Historical population
| Census | Pop. | Note | %± |
| 2000 | 20,362 |  | — |
| 2010 | 23,092 |  | 13.4% |
| 2020 | 28,020 |  | 21.3% |
U.S. Decennial Census

===2020 census===

As of the 2020 census, Vero Beach South had a population of 28,020. The median age was 50.5 years. 17.4% of residents were under the age of 18 and 28.4% of residents were 65 years of age or older. For every 100 females there were 91.7 males, and for every 100 females age 18 and over there were 88.5 males age 18 and over.

100.0% of residents lived in urban areas, while 0.0% lived in rural areas.

There were 12,141 households in Vero Beach South, of which 22.4% had children under the age of 18 living in them. Of all households, 48.2% were married-couple households, 16.6% were households with a male householder and no spouse or partner present, and 28.8% were households with a female householder and no spouse or partner present. About 29.7% of all households were made up of individuals and 17.0% had someone living alone who was 65 years of age or older.

There were 13,479 housing units, of which 9.9% were vacant. The homeowner vacancy rate was 2.0% and the rental vacancy rate was 6.6%.

Racial composition as of the 2020 census
| Race | Number | Percent |
|---|---|---|
| White | 22,262 | 79.5% |
| Black or African American | 1,461 | 5.2% |
| American Indian and Alaska Native | 83 | 0.3% |
| Asian | 564 | 2.0% |
| Native Hawaiian and Other Pacific Islander | 8 | 0.0% |
| Some other race | 1,050 | 3.7% |
| Two or more races | 2,592 | 9.3% |
| Hispanic or Latino (of any race) | 3,367 | 12.0% |

===2000 census===

As of the 2000 census of 2000, there were 20,362 people, 8,649 households, and 5,881 families residing in the CDP. The population density was 1,969.8 PD/sqmi. There were 9,505 housing units at an average density of 919.5 /sqmi. The racial makeup of the CDP was 94.18% White, 2.29% African American, 0.32% Native American, 0.94% Asian, 0.07% Pacific Islander, 0.79% from other races, and 1.40% from two or more races.
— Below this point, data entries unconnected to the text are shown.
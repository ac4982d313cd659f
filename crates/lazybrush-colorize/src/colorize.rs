//! The colorize entry point
//!
//! Turns a context into a complete labeling: freeze the working grid's
//! topology, flatten its leaves into a dense node array, run the
//! binary-cut sequence, and pair the resulting labels back with the leaf
//! rects. The returned rects tile the canvas exactly.

use lazybrush_core::{Label, Rect, Scribble};
use lazybrush_partition::Side;
use log::debug;

use crate::context::ColorizationContext;
use crate::error::ColorizeResult;
use crate::labeling::{label_nodes, LeafNode};
use crate::options::ColorizeOptions;

/// Compute a label for every leaf of the working grid
///
/// Returns `(rect, label)` pairs covering the canvas without gaps or
/// overlaps, in a fixed preorder. Labels are user labels,
/// [`Label::IMPLICIT_SURROUNDING`] where the surrounding option claimed
/// the area, or [`Label::UNDEFINED`] for the rare nodes no round and no
/// surrounding claims.
///
/// Running twice without an intervening mutation yields identical
/// output.
///
/// # Errors
///
/// Fails only if the min-cut engine rejects the flow problem.
pub fn colorize<S: Scribble>(
    context: &mut ColorizationContext<S>,
    options: &ColorizeOptions,
) -> ColorizeResult<Vec<(Rect, Label)>> {
    if context.is_null() {
        return Ok(Vec::new());
    }

    let canvas = context.working_grid().rect();

    // Deduplicate scribble labels, keeping first-appearance order and
    // dropping undefined ones.
    let mut labels: Vec<Label> = Vec::new();
    for scribble in context.scribbles() {
        let label = scribble.label();
        if label.is_defined() && !labels.contains(&label) {
            labels.push(label);
        }
    }

    // No scribbles (or none with a usable label): the whole canvas is
    // surrounding area, or nothing at all.
    if labels.is_empty() {
        let mut labeling = Vec::new();
        if options.use_implicit_surrounding {
            labeling.push((canvas, Label::IMPLICIT_SURROUNDING));
        }
        return Ok(labeling);
    }

    // A single label with no surrounding to compete against covers
    // everything.
    if labels.len() == 1 && !options.use_implicit_surrounding {
        return Ok(vec![(canvas, labels[0])]);
    }

    // Scribble mutations may have changed the topology; the labeling run
    // needs stable neighbor lists.
    context.update_neighbors();

    let nodes = flatten(context);
    let k = 2 * (canvas.width() + canvas.height());
    debug!(
        "colorize: {} leaves, {} labels, k = {}",
        nodes.len(),
        labels.len(),
        k
    );

    let computed = label_nodes(
        &nodes,
        &labels,
        k,
        options.scribble_weight,
        options.use_implicit_surrounding,
    )?;

    // Pair the computed labels back with the leaf rects, walking the
    // same preorder the flatten pass used.
    let grid = context.working_grid();
    let mut labeling = Vec::with_capacity(computed.len());
    let mut next = 0usize;
    grid.visit_leaves(|id| {
        labeling.push((grid.rect_of(id), computed[next]));
        next += 1;
        true
    });
    Ok(labeling)
}

/// Build the dense node array the solver works on
///
/// Assigns each leaf its preorder index (stored in the transient `index`
/// field), flags the border leaves, and collects one connection per
/// unordered adjacent pair from the top and left neighbor lists.
fn flatten<S: Scribble>(context: &mut ColorizationContext<S>) -> Vec<LeafNode> {
    let mut ids = Vec::new();
    context.working_grid().visit_leaves(|id| {
        ids.push(id);
        true
    });

    let mut nodes = Vec::with_capacity(ids.len());
    for (index, &id) in ids.iter().enumerate() {
        let grid = context.working_grid_mut();
        let side = grid.side_of(id);
        let data = grid.data_mut(id);
        data.index = index as i32;
        nodes.push(LeafNode {
            preferred_label: data.preferred_label,
            intensity: data.intensity,
            area: side * side,
            is_border_leaf: false,
            surrounding_border_size: side,
            connections: Vec::new(),
        });
    }

    let grid = context.working_grid();
    grid.visit_border_leaves(|id| {
        nodes[grid.data(id).index as usize].is_border_leaf = true;
        true
    });

    for (index, &id) in ids.iter().enumerate() {
        let side = grid.side_of(id);
        for list in [Side::Top, Side::Left] {
            for &neighbor in grid.neighbors(id, list) {
                nodes[index].connections.push((
                    grid.data(neighbor).index as usize,
                    side.min(grid.side_of(neighbor)),
                ));
            }
        }
    }

    nodes
}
Hispanic or Latino of any race were 3.37% of the population.

There were 8,649 households, out of which 27.0% had children under the age of 18 living with them, 54.7% were married couples living together, 10.2% had a female householder with no husband present, and 32.0% were non-families. 26.8% of all households were made up of individuals, and 13.3% had someone living alone who was 65 years of age or older. The average household size was 2.34 and the average family size was 2.81.
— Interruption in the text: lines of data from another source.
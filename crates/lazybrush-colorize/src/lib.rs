//! lazybrush-colorize - Scribble-driven colorization of line-art
//! canvases
//!
//! The interactive core of a lazy-brush style colorizer. A
//! [`ColorizationContext`] tracks a canvas (as two grids of quadtrees)
//! and an ordered list of user scribbles; [`colorize`] turns that state
//! into a complete per-region labeling by solving one binary min-cut per
//! label over the partition's leaf graph. Cuts are nearly free along
//! line pixels and expensive across blank canvas, so the computed
//! regions follow the line art.
//!
//! Scribbles are anything implementing the
//! [`Scribble`](lazybrush_core::Scribble) capability; [`MaskScribble`]
//! provides the brush-painted implementation interactive applications
//! want.
//!
//! # Examples
//!
//! ```
//! use lazybrush_colorize::{colorize, ColorizationContext, ColorizeOptions, MaskScribble};
//! use lazybrush_core::{InputPoint, Label, Point, Rect};
//!
//! // A 64x64 canvas with a vertical line splitting it in two.
//! let points: Vec<InputPoint> = (0..64)
//!     .map(|y| InputPoint::new(Point::new(32, y), 0))
//!     .collect();
//! let mut context =
//!     ColorizationContext::new(Rect::from_origin_size(0, 0, 64, 64), 32, &points).unwrap();
//!
//! let mut left = MaskScribble::new(Label::new(1).unwrap());
//! left.dab_at(Point::new(10, 32), 4);
//! context.append_scribble(left);
//!
//! let mut right = MaskScribble::new(Label::new(2).unwrap());
//! right.dab_at(Point::new(52, 32), 4);
//! context.append_scribble(right);
//!
//! let labeling = colorize(&mut context, &ColorizeOptions::default()).unwrap();
//! let area: i64 = labeling.iter().map(|(rect, _)| rect.area()).sum();
//! assert_eq!(area, 64 * 64);
//! ```

pub mod colorize;
pub mod context;
pub mod error;
mod labeling;
pub mod mask;
pub mod options;

pub use colorize::colorize;
pub use context::{
    ColorizationContext, ReferenceCellData, WorkingCellData, SCRIBBLE_INDEX_UNDEFINED,
};
pub use error::{ColorizeError, ColorizeResult};
pub use mask::MaskScribble;
pub use options::{ColorizeOptions, ScribbleWeight};
//! The lazy-brush reduction
//!
//! Multi-label segmentation over the flattened leaf graph, solved as one
//! binary min-cut per label: round i separates "label i" from "everything
//! later". Nodes committed in earlier rounds drop out of the graph, and
//! their data terms with them, so processed labels never pull new cuts.
//!
//! Capacities are scaled by `k = 2 * (W + H)`: a cut along line pixels
//! costs about 1 per pixel, across blank canvas about `1 + k` per pixel,
//! so any cut that can follow the line art does.

use lazybrush_core::{Intensity, Label, INTENSITY_MAX};
use lazybrush_maxflow::{FlowGraph, FlowResult, Segment};
use log::debug;

use crate::options::ScribbleWeight;

/// One working-grid leaf, flattened for the solver
#[derive(Debug, Clone)]
pub(crate) struct LeafNode {
    pub preferred_label: Label,
    pub intensity: Intensity,
    /// Pixel count of the leaf (side squared)
    pub area: i32,
    pub is_border_leaf: bool,
    /// Side length, the border shared with the implicit surrounding
    pub surrounding_border_size: i32,
    /// `(node index, shared border length)` pairs; each unordered
    /// adjacency appears on exactly one of its two endpoints
    pub connections: Vec<(usize, i32)>,
}

/// Per-node solver bookkeeping, rebuilt per call
struct NodeState {
    flow_index: usize,
    terminal_weight: i32,
    smooth_weight: i32,
    computed_label: Label,
}

/// Run the binary-cut sequence and return one label per node
///
/// `labels` must be deduplicated, defined labels in processing order.
/// Nodes no round claims stay [`Label::UNDEFINED`], or become
/// [`Label::IMPLICIT_SURROUNDING`] when that option is on.
pub(crate) fn label_nodes(
    nodes: &[LeafNode],
    labels: &[Label],
    k: i32,
    scribble_weight: ScribbleWeight,
    use_implicit_surrounding: bool,
) -> FlowResult<Vec<Label>> {
    let per_area_weight = scribble_weight.per_area_weight(k);
    let implicit_surrounding_edge_weight = 1 + k;

    let mut states: Vec<NodeState> = nodes
        .iter()
        .map(|node| NodeState {
            flow_index: 0,
            terminal_weight: per_area_weight * node.area,
            smooth_weight: 1 + k * node.intensity as i32 / INTENSITY_MAX as i32,
            computed_label: Label::UNDEFINED,
        })
        .collect();

    // Indices of the still-unlabeled nodes, kept as a dense prefix so
    // every round iterates O(|active|) instead of O(n).
    let mut active: Vec<usize> = (0..nodes.len()).collect();
    let mut active_len = nodes.len();
    let mut processed: Vec<Label> = Vec::with_capacity(labels.len());

    for &current_label in labels {
        // Fresh dense flow-graph ids for this round.
        let mut connection_count = 0usize;
        for (flow_index, &node_index) in active[..active_len].iter().enumerate() {
            states[node_index].flow_index = flow_index;
            connection_count += nodes[node_index].connections.len();
        }

        let extra = usize::from(use_implicit_surrounding);
        let mut graph =
            FlowGraph::with_capacity(active_len + extra, 2 * connection_count + active_len);
        graph.add_nodes(active_len);
        let surrounding = if use_implicit_surrounding {
            let node = graph.add_node();
            // The surroundings extend forever and never belong to the
            // current label.
            graph.add_tweights(node, 0, i32::MAX)?;
            Some(node)
        } else {
            None
        };

        for &node_index in &active[..active_len] {
            let node = &nodes[node_index];
            let state = &states[node_index];

            // Data term: scribbled nodes pull toward their label's side
            // until that label has been processed.
            if node.preferred_label.is_defined() && !processed.contains(&node.preferred_label) {
                if node.preferred_label == current_label {
                    graph.add_tweights(state.flow_index, state.terminal_weight, 0)?;
                } else {
                    graph.add_tweights(state.flow_index, 0, state.terminal_weight)?;
                }
            }

            // Smoothness term, scaled by the length of the shared border.
            // Committed neighbors are out of the graph; their side of the
            // cut is already fixed.
            for &(neighbor_index, shared_border) in &node.connections {
                let neighbor = &states[neighbor_index];
                if neighbor.computed_label != Label::UNDEFINED {
                    continue;
                }
                graph.add_edge(
                    state.flow_index,
                    neighbor.flow_index,
                    state.smooth_weight * shared_border,
                    neighbor.smooth_weight * shared_border,
                )?;
            }

            // Border leaves additionally face the implicit surrounding.
            if node.is_border_leaf {
                if let Some(surrounding) = surrounding {
                    graph.add_edge(
                        state.flow_index,
                        surrounding,
                        state.smooth_weight * node.surrounding_border_size,
                        implicit_surrounding_edge_weight * node.surrounding_border_size,
                    )?;
                }
            }
        }

        let flow = graph.maxflow()?;

        // Commit every node the cut put on the label's side, compacting
        // the active prefix by swap-with-last.
        let before = active_len;
        let mut i = 0;
        while i < active_len {
            let node_index = active[i];
            if graph.segment(states[node_index].flow_index) == Segment::Source {
                states[node_index].computed_label = current_label;
                active.swap(i, active_len - 1);
                active_len -= 1;
            } else {
                i += 1;
            }
        }
        debug!(
            "label {}: committed {} of {} nodes (flow {})",
            current_label.id(),
            before - active_len,
            before,
            flow
        );

        processed.push(current_label);
    }

    Ok(states
        .iter()
        .map(|state| {
            if use_implicit_surrounding && state.computed_label == Label::UNDEFINED {
                Label::IMPLICIT_SURROUNDING
            } else {
                state.computed_label
            }
        })
        .collect())
}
In the CDP, the population was spread out, with 21.9% under the age of 18, 5.8% from 18 to 24, 25.3% from 25 to 44, 25.1% from 45 to 64, and 21.9% who were 65 years of age or older. The median age was 43 years. For every 100 females, there were 90.8 males. For every 100 females age 18 and over, there were 86.7 males.

The median income for a household in the CDP was $39,569, and the median income for a family was $46,664. Males had a median income of $32,079 versus $24,506 for females. The per capita income for the CDP was $21,604. About 4.6% of families and 7.6% of the population were below the poverty line, including 8.4% of those under age 18 and 7.9% of those age 65 or over.